'A Confederacy Of Dunces' Share The Blame In Mortgage Meltdown

Editor's Note: this letter is in response to "JP Morgan Says It Didn't Dupe Corporate CUs Into Buying Risky MBS," CU Journal Daily Briefing, Oct. 31.

Wow! NCUA getting scolded by the likes of JP Morgan in the tone of an adult to a child-and then, by their own "no comment" policy, not being able to respond. Now that's got to burn.

It's interesting, all the dirty details JPM exposed, not only about NCUA and the corporates, but management of natural person CUs. Greed, poor decision-making, lax documentation, and shamelessly looking the other way as mortgage processors (CUSOs?) offered up subprime like tenderloin dressed in ARMs du jour. It's no wonder our industry-presumably NCUA, but now we must wonder who else-determined early on to take the high road and cover our own losses.

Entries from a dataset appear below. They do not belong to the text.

#![forbid(unsafe_code)]
#![deny(clippy::all)]
#![deny(unreachable_pub)]
#![deny(clippy::correctness)]
#![deny(clippy::suspicious)]
#![deny(clippy::style)]
#![deny(clippy::complexity)]
#![deny(clippy::perf)]
#![deny(clippy::pedantic)]
#![deny(clippy::std_instead_of_core)]

//! Plotly charts for hyperparameter optimization studies: per-trial
//! learning curves, the optimization history with its best-so-far line,
//! and slice plots of the objective against each parameter.
//!
//! # Getting Started
//!
//! ```
//! use optimizer_viz::prelude::*;
//!
//! let study = Study::new(Direction::Minimize);
//! for (i, x) in [0.9, 0.1, 0.5].into_iter().enumerate() {
//!     let number = i as u64;
//!     study.push(
//!         FrozenTrial::complete(number, (x - 0.3_f64).powi(2))
//!             .with_param("x", x)
//!             .report(0, 1.0)
//!             .report(1, x),
//!     );
//! }
//!
//! let history = optimization_history_figure(&study).unwrap();
//! assert_eq!(history.data.len(), 2);
//!
//! let slices = slice_figure(&study, &[]);
//! assert_eq!(slices.data.len(), 1);
//! ```
//!
//! # Core Concepts
//!
//! | Type | Role |
//! |------|------|
//! | [`Study`] | Direction plus the ordered trial records of an optimization run. |
//! | [`FrozenTrial`] | One finished or running evaluation: state, value, parameters, intermediate values. |
//! | [`Figure`] | Plotly traces and layout, serializable to Plotly.js JSON. |
//! | [`Backend`] | Renderer with a capability check; [`HtmlBackend`] writes HTML pages. |
//!
//! # Feature Flags
//!
//! | Flag | What it enables | Default |
//! |------|----------------|---------|
//! | `tracing` | Warnings and debug events via [`tracing`](https://docs.rs/tracing) | on |

/// Emit a `tracing::warn!` event when the `tracing` feature is enabled.
/// Otherwise the arguments are type-checked but never formatted.
#[cfg(feature = "tracing")]
macro_rules! trace_warn {
    ($($arg:tt)*) => { tracing::warn!($($arg)*) };
}

#[cfg(not(feature = "tracing"))]
macro_rules! trace_warn {
    ($($arg:tt)*) => {
        if false {
            let _ = format!($($arg)*);
        }
    };
}

/// Emit a `tracing::info!` event when the `tracing` feature is enabled.
/// No-op otherwise.
#[cfg(feature = "tracing")]
macro_rules! trace_info {
    ($($arg:tt)*) => { tracing::info!($($arg)*) };
}

#[cfg(not(feature = "tracing"))]
macro_rules! trace_info {
    ($($arg:tt)*) => {};
}

/// Emit a `tracing::debug!` event when the `tracing` feature is enabled.
/// No-op otherwise.
#[cfg(feature = "tracing")]
macro_rules! trace_debug {
    ($($arg:tt)*) => { tracing::debug!($($arg)*) };
}

#[cfg(not(feature = "tracing"))]
macro_rules! trace_debug {
    ($($arg:tt)*) => {};
}

mod error;
mod param;
mod serde_float;
mod study;
mod trial;
mod types;
pub mod visualization;

pub use error::{Error, Result};
pub use param::ParamValue;
pub use study::{Study, StudySnapshot};
pub use trial::FrozenTrial;
pub use types::{Direction, TrialState};
pub use visualization::backend::{
    DEFAULT_PLOTLY_SRC, MIN_PLOTLY_VERSION, check_availability,
};
pub use visualization::{
    Backend, Capability, Figure, HtmlBackend, HtmlBackendBuilder, PlotlyVersion,
    figure, generate_html_report, intermediate_values_figure, optimization_history_figure,
    plot_intermediate_values, plot_optimization_history, plot_slice, slice_figure,
};

/// Convenient wildcard import for the most common types.
///
/// ```
/// use optimizer_viz::prelude::*;
/// ```
pub mod prelude {
    pub use crate::error::{Error, Result};
    pub use crate::param::ParamValue;
    pub use crate::study::{Study, StudySnapshot};
    pub use crate::trial::FrozenTrial;
    pub use crate::types::{Direction, TrialState};
    pub use crate::visualization::{
        Backend, Capability, Figure, HtmlBackend, PlotlyVersion, generate_html_report,
        intermediate_values_figure, optimization_history_figure, plot_intermediate_values,
        plot_optimization_history, plot_slice, slice_figure,
    };
}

But, if JPM's scolding assessment is correct, it seems a more public approach would have aired dirty CU laundry best left in the hamper, to be washed later by the Little Guy's Laundry Service.

What's really interesting here is some of the more reactionary behavior of NCUA in all of this. Almost like a moth drawn to flames, it seems to have been, from the start, an unwilling flyer of this high road and cover-up. Veering off and getting burned in fires of its own making, it has acted out one of my favorite comedies, "A Confederacy of Dunces." "When a true genius appears in the world, you may know him by this sign, that the dunces are in confederacy against him." -Jonathan Swift

The question, of course: Is the act "true genius"? And if it is, then indeed, the dunces were duped.

Michael Dillon
South Division CU, Evergreen Park, Ill.